* [Work instruction]: A single number is the answer: the count of lines in the records that hold the word "includes".
--- Exercise input Enclosed Below ---
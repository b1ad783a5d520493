use std::io::Read;

use crate::dictionary::lexicon::RawWordEntry;
use crate::dictionary::{
    CharProperty, Dictionary, DictionaryInner, LexType, Lexicon, MatrixConnector, UnkHandler,
};
use crate::errors::{Result, SumomoError};

/// Builder of a system dictionary from source files in the MeCab format.
///
/// Lexicon rows are accumulated over any number of CSV files and
/// word ids are assigned in the order the rows are added.
#[derive(Default)]
pub struct SystemDictionaryBuilder {
    entries: Vec<RawWordEntry>,
}

impl SystemDictionaryBuilder {
    /// Creates a new builder with no lexicon rows.
    pub fn new() -> Self {
        Self::default()
    }

    /// Appends the rows of a lexicon file `*.csv`.
    ///
    /// # Errors
    ///
    /// [`SumomoError`] is returned when the input format is invalid.
    pub fn lexicon_from_reader<R>(mut self, rdr: R) -> Result<Self>
    where
        R: Read,
    {
        let mut entries = Lexicon::parse_csv(rdr, "lex.csv")?;
        log::debug!("Read {} lexicon rows", entries.len());
        self.entries.append(&mut entries);
        Ok(self)
    }

    /// Gets the number of rows added so far.
    pub fn num_entries(&self) -> usize {
        self.entries.len()
    }

    /// Builds the dictionary from the accumulated rows.
    ///
    /// # Arguments
    ///
    ///  - `connector_rdr`: A reader of matrix file `matrix.def`.
    ///  - `char_prop_rdr`: A reader of character definition file `char.def`.
    ///  - `unk_handler_rdr`: A reader of unknown definition file `unk.def`.
    ///
    /// # Errors
    ///
    /// [`SumomoError`] is returned when an input format is invalid or
    /// a connection id is out of the matrix.
    pub fn build<C, P, U>(
        self,
        connector_rdr: C,
        char_prop_rdr: P,
        unk_handler_rdr: U,
    ) -> Result<Dictionary>
    where
        C: Read,
        P: Read,
        U: Read,
    {
        let system_lexicon = Lexicon::from_entries(self.entries, LexType::System)?;
        let connector = MatrixConnector::from_reader(connector_rdr)?;
        let char_prop = CharProperty::from_reader(char_prop_rdr)?;
        let unk_handler = UnkHandler::from_reader(unk_handler_rdr, &char_prop)?;

        if !system_lexicon.verify(&connector) {
            return Err(SumomoError::invalid_argument(
                "system_lexicon_rdr",
                "system_lexicon_rdr includes invalid connection ids.",
            ));
        }
        if !unk_handler.verify(&connector) {
            return Err(SumomoError::invalid_argument(
                "unk_handler_rdr",
                "unk_handler_rdr includes invalid connection ids.",
            ));
        }
        log::info!(
            "Built a dictionary of {} words and {} unknown entries",
            system_lexicon.len(),
            unk_handler.len()
        );

        Ok(Dictionary(DictionaryInner {
            system_lexicon,
            connector,
            char_prop,
            unk_handler,
        }))
    }

    /// Creates a new dictionary from readers in the MeCab format.
    ///
    /// # Arguments
    ///
    ///  - `system_lexicon_rdr`: A reader of a lexicon file `*.csv`.
    ///  - `connector_rdr`: A reader of matrix file `matrix.def`.
    ///  - `char_prop_rdr`: A reader of character definition file `char.def`.
    ///  - `unk_handler_rdr`: A reader of unknown definition file `unk.def`.
    ///
    /// # Errors
    ///
    /// [`SumomoError`] is returned when an input format is invalid.
    pub fn from_readers<S, C, P, U>(
        system_lexicon_rdr: S,
        connector_rdr: C,
        char_prop_rdr: P,
        unk_handler_rdr: U,
    ) -> Result<Dictionary>
    where
        S: Read,
        C: Read,
        P: Read,
        U: Read,
    {
        Self::new()
            .lexicon_from_reader(system_lexicon_rdr)?
            .build(connector_rdr, char_prop_rdr, unk_handler_rdr)
    }
}

#[cfg(test)]
mod tests {
    use super::*;

    #[test]
    #[should_panic]
    fn test_oor_lex() {
        let lexicon_csv = "自然,1,1,0";
        let matrix_def = "1 1\n0 0 0";
        let char_def = "DEFAULT 0 1 0";
        let unk_def = "DEFAULT,0,0,100,*";

        SystemDictionaryBuilder::from_readers(
            lexicon_csv.as_bytes(),
            matrix_def.as_bytes(),
            char_def.as_bytes(),
            unk_def.as_bytes(),
        )
        .unwrap();
    }

    #[test]
    #[should_panic]
    fn test_oor_unk() {
        let lexicon_csv = "自然,0,0,0";
        let matrix_def = "1 1\n0 0 0";
        let char_def = "DEFAULT 0 1 0";
        let unk_def = "DEFAULT,1,1,100,*";

        SystemDictionaryBuilder::from_readers(
            lexicon_csv.as_bytes(),
            matrix_def.as_bytes(),
            char_def.as_bytes(),
            unk_def.as_bytes(),
        )
        .unwrap();
    }

    #[test]
    fn test_multiple_lexicons() {
        let nouns = "自然,0,0,1,名詞\n言語,0,0,4,名詞";
        let verbs = "行く,0,0,2,動詞\n自然,0,0,9,形容動詞語幹";
        let builder = SystemDictionaryBuilder::new()
            .lexicon_from_reader(nouns.as_bytes())
            .unwrap()
            .lexicon_from_reader(verbs.as_bytes())
            .unwrap();
        assert_eq!(builder.num_entries(), 4);

        let dict = builder
            .build(
                "1 1\n0 0 0".as_bytes(),
                "DEFAULT 0 1 0".as_bytes(),
                "DEFAULT,0,0,100,*".as_bytes(),
            )
            .unwrap();
        assert_eq!(dict.num_words(), 4);
        let ids: Vec<_> = dict.lookup("自然").iter().map(|w| w.word_id).collect();
        assert_eq!(ids, vec![0, 3]);
        assert_eq!(dict.lookup("行く")[0].word_id, 2);
    }
}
--- End of Enclosed Exercise input ---
* [Response to this task]: 2